▶ **Assignment**
Return the lines from the start of the data through the line with "instead of wiring.". Include both of those lines and no others.

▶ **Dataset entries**
++++++++++++++++++++

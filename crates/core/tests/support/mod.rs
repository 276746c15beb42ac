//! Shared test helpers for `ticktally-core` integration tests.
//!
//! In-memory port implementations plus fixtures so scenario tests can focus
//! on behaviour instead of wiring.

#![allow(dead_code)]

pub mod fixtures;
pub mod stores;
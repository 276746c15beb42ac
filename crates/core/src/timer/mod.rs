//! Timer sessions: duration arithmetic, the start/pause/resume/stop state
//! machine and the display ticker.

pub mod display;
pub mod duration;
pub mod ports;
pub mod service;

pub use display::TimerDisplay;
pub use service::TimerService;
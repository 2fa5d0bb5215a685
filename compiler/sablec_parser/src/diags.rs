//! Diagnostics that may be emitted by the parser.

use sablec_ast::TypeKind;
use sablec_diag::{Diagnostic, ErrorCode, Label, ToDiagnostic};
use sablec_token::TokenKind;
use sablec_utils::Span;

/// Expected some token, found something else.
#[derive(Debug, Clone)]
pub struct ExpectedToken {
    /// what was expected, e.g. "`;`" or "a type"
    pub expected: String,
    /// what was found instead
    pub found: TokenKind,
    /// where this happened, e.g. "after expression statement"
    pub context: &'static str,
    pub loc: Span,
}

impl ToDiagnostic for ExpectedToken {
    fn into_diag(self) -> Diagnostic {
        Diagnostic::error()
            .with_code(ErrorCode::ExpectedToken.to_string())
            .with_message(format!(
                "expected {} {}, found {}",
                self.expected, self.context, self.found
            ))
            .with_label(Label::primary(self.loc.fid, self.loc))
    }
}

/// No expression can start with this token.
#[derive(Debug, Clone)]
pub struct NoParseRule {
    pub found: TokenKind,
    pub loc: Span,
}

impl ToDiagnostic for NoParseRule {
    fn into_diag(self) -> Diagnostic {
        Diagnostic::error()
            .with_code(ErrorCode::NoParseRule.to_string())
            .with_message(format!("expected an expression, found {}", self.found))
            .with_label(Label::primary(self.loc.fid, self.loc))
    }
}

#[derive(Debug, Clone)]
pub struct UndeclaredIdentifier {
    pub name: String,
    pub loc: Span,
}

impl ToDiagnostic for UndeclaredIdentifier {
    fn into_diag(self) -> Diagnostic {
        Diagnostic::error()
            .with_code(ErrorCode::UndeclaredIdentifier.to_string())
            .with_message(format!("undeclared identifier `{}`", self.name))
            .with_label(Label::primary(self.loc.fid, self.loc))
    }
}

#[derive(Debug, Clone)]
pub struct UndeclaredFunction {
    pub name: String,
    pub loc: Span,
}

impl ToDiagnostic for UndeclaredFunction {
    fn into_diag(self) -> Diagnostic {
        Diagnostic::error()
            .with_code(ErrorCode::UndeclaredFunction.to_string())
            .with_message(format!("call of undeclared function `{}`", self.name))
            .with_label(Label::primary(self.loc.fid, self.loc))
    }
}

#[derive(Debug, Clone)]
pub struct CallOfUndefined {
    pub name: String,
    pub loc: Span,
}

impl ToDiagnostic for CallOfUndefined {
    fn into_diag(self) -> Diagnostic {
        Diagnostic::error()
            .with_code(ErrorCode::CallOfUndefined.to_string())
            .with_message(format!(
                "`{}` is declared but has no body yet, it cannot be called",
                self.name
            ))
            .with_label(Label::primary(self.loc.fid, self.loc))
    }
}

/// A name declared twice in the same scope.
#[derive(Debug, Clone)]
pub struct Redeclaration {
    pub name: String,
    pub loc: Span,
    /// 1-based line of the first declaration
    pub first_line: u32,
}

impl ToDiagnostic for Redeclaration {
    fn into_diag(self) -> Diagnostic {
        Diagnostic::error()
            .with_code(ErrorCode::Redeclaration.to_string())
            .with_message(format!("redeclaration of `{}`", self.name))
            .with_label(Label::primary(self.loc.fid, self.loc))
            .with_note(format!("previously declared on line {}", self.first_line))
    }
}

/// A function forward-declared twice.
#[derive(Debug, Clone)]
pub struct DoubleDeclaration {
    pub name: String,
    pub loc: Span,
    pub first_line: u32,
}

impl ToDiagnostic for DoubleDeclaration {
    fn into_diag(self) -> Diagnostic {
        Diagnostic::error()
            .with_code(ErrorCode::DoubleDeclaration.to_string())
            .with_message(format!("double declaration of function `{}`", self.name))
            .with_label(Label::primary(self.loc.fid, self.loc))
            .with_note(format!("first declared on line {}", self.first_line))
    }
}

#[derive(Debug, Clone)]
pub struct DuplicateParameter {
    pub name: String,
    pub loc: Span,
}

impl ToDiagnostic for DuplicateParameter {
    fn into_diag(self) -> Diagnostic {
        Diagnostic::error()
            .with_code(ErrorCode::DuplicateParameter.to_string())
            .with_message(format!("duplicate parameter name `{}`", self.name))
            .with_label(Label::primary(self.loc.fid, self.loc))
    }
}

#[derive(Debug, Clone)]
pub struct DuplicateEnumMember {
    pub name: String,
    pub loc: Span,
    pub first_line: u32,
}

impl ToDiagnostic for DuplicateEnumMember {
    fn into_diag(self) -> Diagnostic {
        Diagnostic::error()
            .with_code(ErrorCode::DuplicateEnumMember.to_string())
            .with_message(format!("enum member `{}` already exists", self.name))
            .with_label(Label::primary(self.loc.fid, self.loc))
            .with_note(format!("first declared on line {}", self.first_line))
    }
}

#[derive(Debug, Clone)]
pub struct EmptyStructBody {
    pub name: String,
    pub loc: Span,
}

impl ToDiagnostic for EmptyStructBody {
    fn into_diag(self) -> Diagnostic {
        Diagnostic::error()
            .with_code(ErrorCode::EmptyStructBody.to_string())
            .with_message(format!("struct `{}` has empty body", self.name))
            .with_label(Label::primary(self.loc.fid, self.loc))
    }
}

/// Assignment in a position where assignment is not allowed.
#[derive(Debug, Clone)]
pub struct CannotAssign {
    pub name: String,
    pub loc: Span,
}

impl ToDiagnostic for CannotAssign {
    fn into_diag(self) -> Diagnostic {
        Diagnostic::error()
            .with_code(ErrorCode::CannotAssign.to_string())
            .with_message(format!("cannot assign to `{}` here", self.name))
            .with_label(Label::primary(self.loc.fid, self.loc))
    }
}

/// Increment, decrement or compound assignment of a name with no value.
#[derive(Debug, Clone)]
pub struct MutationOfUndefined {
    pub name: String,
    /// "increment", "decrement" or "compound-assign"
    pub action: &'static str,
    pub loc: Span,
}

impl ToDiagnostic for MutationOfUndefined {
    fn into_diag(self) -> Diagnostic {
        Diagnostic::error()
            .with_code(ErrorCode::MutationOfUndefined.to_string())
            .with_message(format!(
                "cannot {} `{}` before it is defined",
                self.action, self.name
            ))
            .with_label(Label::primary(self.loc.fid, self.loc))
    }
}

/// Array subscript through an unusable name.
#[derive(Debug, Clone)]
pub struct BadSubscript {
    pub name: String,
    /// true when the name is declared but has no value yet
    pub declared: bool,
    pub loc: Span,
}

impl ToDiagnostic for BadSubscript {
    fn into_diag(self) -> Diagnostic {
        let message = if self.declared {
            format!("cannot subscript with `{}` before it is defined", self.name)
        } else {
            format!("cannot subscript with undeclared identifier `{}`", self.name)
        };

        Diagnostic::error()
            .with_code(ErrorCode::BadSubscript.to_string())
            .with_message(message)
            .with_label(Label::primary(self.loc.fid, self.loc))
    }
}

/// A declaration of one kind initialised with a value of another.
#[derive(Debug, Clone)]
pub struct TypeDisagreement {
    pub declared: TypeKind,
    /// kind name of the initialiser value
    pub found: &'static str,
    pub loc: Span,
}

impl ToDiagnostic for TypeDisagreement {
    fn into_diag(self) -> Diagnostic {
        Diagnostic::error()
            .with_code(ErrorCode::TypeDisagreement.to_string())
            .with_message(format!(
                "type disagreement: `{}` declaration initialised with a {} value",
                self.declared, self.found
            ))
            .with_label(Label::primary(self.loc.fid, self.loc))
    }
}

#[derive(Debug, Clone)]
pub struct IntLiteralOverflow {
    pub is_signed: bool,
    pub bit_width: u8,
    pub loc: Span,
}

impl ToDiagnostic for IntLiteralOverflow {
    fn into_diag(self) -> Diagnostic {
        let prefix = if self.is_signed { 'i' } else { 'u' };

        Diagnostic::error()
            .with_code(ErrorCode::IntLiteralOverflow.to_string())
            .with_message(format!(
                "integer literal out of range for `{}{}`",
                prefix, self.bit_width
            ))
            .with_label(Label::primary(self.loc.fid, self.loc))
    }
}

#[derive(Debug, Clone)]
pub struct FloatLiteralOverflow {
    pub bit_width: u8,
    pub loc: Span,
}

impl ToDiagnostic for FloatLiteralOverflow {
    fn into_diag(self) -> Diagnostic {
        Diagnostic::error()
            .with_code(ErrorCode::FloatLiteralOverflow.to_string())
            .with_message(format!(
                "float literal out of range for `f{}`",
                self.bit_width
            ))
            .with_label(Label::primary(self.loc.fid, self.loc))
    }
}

++++++++++++++++++++

▶ **Task result**
filename crates/core/tests/support/mod.rs
repository 276746c15beb42ac
//! Shared test helpers for `ticktally-core` integration tests.
//!
//! In-memory port implementations plus fixtures so scenario tests can focus
//! on behaviour instead of wiring.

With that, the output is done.